Methodolgy

We assessed the protein-protein docking benchmark version 5 for suitable test candidates, i.e. those that had either the receptor or the ligand as a single chain. In each case we first examined the receptor as defined in the benchmark, if it was a single chain then it was taken as suitable for binding site residue prediction against the ligand. If the receptor was a multi-chain protein then we checked the ligand, if that was a single chain then it was taken for prediction of the binding site residues, if both the ligand and receptors were multi-chain then they were rejected. From the 230 complex structures in the benchmark set there were 213 where either the receptor or ligand were a single chain and thus suitable for prediction.

We then took the single chain from the bound version of the benchmark structures and using the Ambertools version 20[1] suite of programs and the Amber FF19SB[2] force-field performed an energy minimization on the chain. The terminal groups were capped with ACE and NME residue as were an gaps in the chain, histidines were protonated according to their protonation state determined by the Reduce problem. Following 500 steps of steepest descents minimization the resultant structure was used for an per-residue energy evaluation using the MMPBSA modules in Ambertools. At the same time the SASA for each residues was calculated using the FreeSASA program[3]. Standard values for the vdw, internal and electrotatic interactions were pre-calculated for each residue type based on a Me-X-Me tripeptide and for each residue in the subject protein chain these values were subtracted from the vdw, internal and electrostatic interaction energies to give a energy relative to the standard tri-peptide. Similarly a percentage SASA value was calculated against the Me-X-Me tri-peptide too.

A conservation score for each residue for the subject protein chain was calculated using a method similar to ConSurf[4] so for each residue we now had energy terms and SASA values relative to the Me-X-Me tripeptide and a conservation score. The conservation score ranges from one to nine with one being the most variable and nine being the most conserved. These are the only 3 terms required for the binding residue prediction.

For the binding residue prediction we rank the residues in order of their energy deviation from the standard energy from the most negative to the most positive, the most negative 10% are given a rank of 10, the next 10% 9 and so on until the final 10% are given a rank of 1. The conservation value is then added to this rank so that the most stable and most conserved residues have a high score (maximum is 19) and also subtracted so that the least stable but highly conserved residues have a low score (minimum is –8). The residues are then reranked by their 2 scores and the equal 4^th highest scoring residues with a SASA of at least 50% are taken along with the equal 4^th lowest scoring residues with a SASA of at least 30%. We then perform a contact analysis of the residues using HBPlus[5] and pair up any stable and unstable residues that are within vdw contact of each other. Then any residue that is within vdw contact distance of either of the stable/unstable pairing and has a conservation score of nine is accepted. This gives a minimum of eight potential binding site residues for each protein chain and can be seen demonstrated in Figure 1.

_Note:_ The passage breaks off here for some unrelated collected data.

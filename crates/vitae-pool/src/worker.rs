//! Unit Thread
//!
//! The loop run by each pool unit: one-time init status, then tasks until
//! shutdown. Panics in the program are caught here and reported as a
//! crash event; the unit exits and is never replaced.

use std::panic::{catch_unwind, AssertUnwindSafe};
use std::sync::mpsc::{Receiver, Sender};
use std::sync::Arc;

use crate::program::WorkerProgram;
use crate::task::{Task, TaskOutcome, TaskResult};

/// Request sent from the coordinator to one unit.
pub(crate) enum UnitRequest {
    Run(Task),
    Shutdown,
}

/// One-time startup status reported by a unit.
pub(crate) enum UnitStatus {
    Ready,
    InitError(String),
}

/// Events flowing from units and `terminate` to the event loop.
pub(crate) enum PoolEvent {
    Status { unit: usize, status: UnitStatus },
    Completed { unit: usize, result: TaskResult },
    Crashed { unit: usize, index: usize, message: String },
    Shutdown,
}

pub(crate) fn unit_main(
    unit: usize,
    program: Arc<dyn WorkerProgram>,
    requests: Receiver<UnitRequest>,
    events: Sender<PoolEvent>,
) {
    if let Err(message) = program.init() {
        tracing::error!(unit, %message, "unit initialization failed");
        let _ = events.send(PoolEvent::Status {
            unit,
            status: UnitStatus::InitError(message),
        });
        return;
    }
    let _ = events.send(PoolEvent::Status {
        unit,
        status: UnitStatus::Ready,
    });

    while let Ok(UnitRequest::Run(task)) = requests.recv() {
        let index = task.index;
        match catch_unwind(AssertUnwindSafe(|| program.run(&task.payload))) {
            Ok(Ok(html)) => {
                let _ = events.send(PoolEvent::Completed {
                    unit,
                    result: TaskResult {
                        index,
                        outcome: TaskOutcome::Html(html),
                    },
                });
            }
            Ok(Err(message)) => {
                let _ = events.send(PoolEvent::Completed {
                    unit,
                    result: TaskResult {
                        index,
                        outcome: TaskOutcome::Failed(message),
                    },
                });
            }
            Err(panic) => {
                let message = panic_message(panic);
                tracing::error!(unit, index, %message, "unit crashed while running a task");
                let _ = events.send(PoolEvent::Crashed {
                    unit,
                    index,
                    message,
                });
                return;
            }
        }
    }
}

fn panic_message(panic: Box<dyn std::any::Any + Send>) -> String {
    if let Some(message) = panic.downcast_ref::<&str>() {
        (*message).to_string()
    } else if let Some(message) = panic.downcast_ref::<String>() {
        message.clone()
    } else {
        "unknown panic".to_string()
    }
}
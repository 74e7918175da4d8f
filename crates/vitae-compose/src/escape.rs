//! HTML Escaping
//!
//! The one escaping rule used everywhere escaping is specified. Raw
//! `inner_html` content deliberately bypasses it (caller-trusted markup).

/// Escape HTML special characters
pub fn escape_html(input: &str) -> String {
    let mut out = String::with_capacity(input.len());
    for ch in input.chars() {
        match ch {
            '&' => out.push_str("&amp;"),
            '<' => out.push_str("&lt;"),
            '>' => out.push_str("&gt;"),
            '"' => out.push_str("&quot;"),
            '\'' => out.push_str("&#039;"),
            _ => out.push(ch),
        }
    }
    out
}
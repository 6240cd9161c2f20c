//! Episode storage type.
//!
//! An [`Episode`] is one actor rollout: per-step observed states, rewards,
//! importance weights and KL divergences, plus cached cumulative scores the
//! eviction planner reads. The cached scores depend on the current clip
//! window and are refreshed by [`Episode::update_cumulative`] when the
//! window moves.

/// One stored trajectory.
///
/// The per-step vectors all have length `ndata()`. Cached cumulatives are
/// consistent with the clip window passed to the last `update_cumulative`
/// call (or the raw construction pass for `total_reward` and
/// `sum_kl_divergence`).
#[derive(Debug, Clone)]
pub struct Episode {
    /// Insertion index, assigned by the replay memory. Strictly increasing
    /// in arrival order; the oldest resident episode has the smallest id.
    pub id: i64,
    /// Observed state per step, `dim_state` coordinates each.
    pub states: Vec<Vec<f32>>,
    /// Scalar reward per step.
    pub rewards: Vec<f32>,
    /// Importance weight rho = pi(a|s) / mu(a|s) per step, as last computed
    /// when the step was sampled.
    pub off_pol_imp_w: Vec<f32>,
    /// KL divergence between current and behavior policy per step.
    pub kl_divergences: Vec<f32>,
    /// Cached sum of `kl_divergences`.
    pub sum_kl_divergence: f64,
    /// Cached sum of `rewards`.
    pub total_reward: f64,
    /// Cached count of steps whose rho lies outside the clip window.
    pub n_far_policy_steps: usize,
    /// Cached sum of rho clamped into the clip window.
    pub sum_clip_imp_w: f64,
    /// Step index last drawn by the sampler, cleared by the processor
    /// before the next draw.
    pub just_sampled: Option<usize>,
}

impl Episode {
    /// Build an episode from per-step data.
    ///
    /// The id is a placeholder until the replay memory consolidates the
    /// episode. Cumulative scores start from a fully on-policy window
    /// (`c_max = c_inv = 1`), so every stored weight different from 1
    /// counts as far-policy until the first planner refresh.
    ///
    /// # Panics
    /// Panics if the per-step vectors disagree on length.
    pub fn new(
        states: Vec<Vec<f32>>,
        rewards: Vec<f32>,
        off_pol_imp_w: Vec<f32>,
        kl_divergences: Vec<f32>,
    ) -> Self {
        assert_eq!(states.len(), rewards.len(), "state/reward length mismatch");
        assert_eq!(rewards.len(), off_pol_imp_w.len(), "reward/weight length mismatch");
        assert_eq!(rewards.len(), kl_divergences.len(), "reward/kl length mismatch");

        let mut ep = Self {
            id: -1,
            states,
            rewards,
            off_pol_imp_w,
            kl_divergences,
            sum_kl_divergence: 0.0,
            total_reward: 0.0,
            n_far_policy_steps: 0,
            sum_clip_imp_w: 0.0,
            just_sampled: None,
        };
        ep.update_cumulative(1.0, 1.0);
        ep
    }

    /// Number of stored transitions.
    #[inline]
    pub fn ndata(&self) -> usize {
        self.rewards.len()
    }

    /// Whether a weight falls outside the clip window.
    #[inline]
    pub fn is_far_policy(rho: f64, c_max: f64, c_inv: f64) -> bool {
        rho > c_max || rho < c_inv
    }

    /// Recompute the cached cumulative scores against a clip window.
    ///
    /// Called on the planner's amortized refresh cadence so the eviction
    /// keys stay approximately consistent as the window anneals.
    pub fn update_cumulative(&mut self, c_max: f64, c_inv: f64) {
        debug_assert!(c_max >= c_inv);
        let mut n_far = 0usize;
        let mut sum_clip = 0.0f64;
        for &w in &self.off_pol_imp_w {
            let rho = w as f64;
            if Self::is_far_policy(rho, c_max, c_inv) {
                n_far += 1;
            }
            sum_clip += rho.clamp(c_inv, c_max);
        }
        self.n_far_policy_steps = n_far;
        self.sum_clip_imp_w = sum_clip;
        self.sum_kl_divergence = self.kl_divergences.iter().map(|&d| d as f64).sum();
        self.total_reward = self.rewards.iter().map(|&r| r as f64).sum();
    }

    /// Fraction of steps currently counted as far-policy.
    pub fn far_policy_fraction(&self) -> f64 {
        if self.rewards.is_empty() {
            0.0
        } else {
            self.n_far_policy_steps as f64 / self.ndata() as f64
        }
    }

    /// Average clipped importance weight over the episode.
    pub fn avg_clip_imp_w(&self) -> f64 {
        if self.rewards.is_empty() {
            0.0
        } else {
            self.sum_clip_imp_w / self.ndata() as f64
        }
    }

    /// Mean KL divergence per step.
    pub fn avg_kl_divergence(&self) -> f64 {
        if self.rewards.is_empty() {
            0.0
        } else {
            self.sum_kl_divergence / self.ndata() as f64
        }
    }
}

Figure 1 – a) Flowchart for determining predicted binding residues. The only required input is the PDB coordinates for the single chain, in this example for PDB code 1JTG chain B. b) The predicted residues, stable in blue, unstable in red and bridge in orange, c) predicted residues vs actual binding site ones depicted as spheres, the ligand is in yellow.

To locate the binding residues themselves we used PyMOL to determine all residues on the subject chain that had a heavy-atom to heavy-atom distance of £ 5.0 Å from the bound version of the complex to the other chains present. These residues were then determined to be actual binding residues for that chain.

The predicted residues using only the energy and conservation evaluations were then compared with the actual binding residues from the 3D complex structure and a residue was determined to be a positive mactch if it was either a binding residue or its immediate neighbour was. This criteria allowed for areas of protein where there were residue gaps in binding residue numbers such as 1A2K where the a range of binding residues included 61–63, 65–68 and 70–73 so that a prediction of residue 69, 70, 71, 73 and 74 would all be taken as positive predictions.

References

[1] Case DA, Belfon K, Ben-Shalom IY, Brozell SR, Cerutti DS, Cheatham I, T.E. , et al. AMBER 2020. Amber. 20 ed: University of California, San Francisco.; 2020.

[2] Tian C, Kasavajhala K, Belfon KAA, Raguette L, Huang H, Migues AN, et al. ff19SB: Amino-Acid-Specific Protein Backbone Parameters Trained against Quantum Mechanics Energy Surfaces in Solution. Journal of Chemical Theory and Computation. 2020;16:528-52.

[3] Mitternacht S. FreeSASA: An open source C library for solvent accessible surface area calculations. F1000Research. 2016:S 189.

[4] Ashkenazy H, Abadi S, Martz E, Chay O, Mayrose I, Pupko T, et al. ConSurf 2016: an improved methodology to estimate and visualize evolutionary conservation in macromolecules. Nucleic Acids Res. 2016;44:W344–W50.

[5] McDonald IK, Thornton JM. Satisfying hydrogen bonding potential in proteins. J Mol Biol. 1994;238:777-93.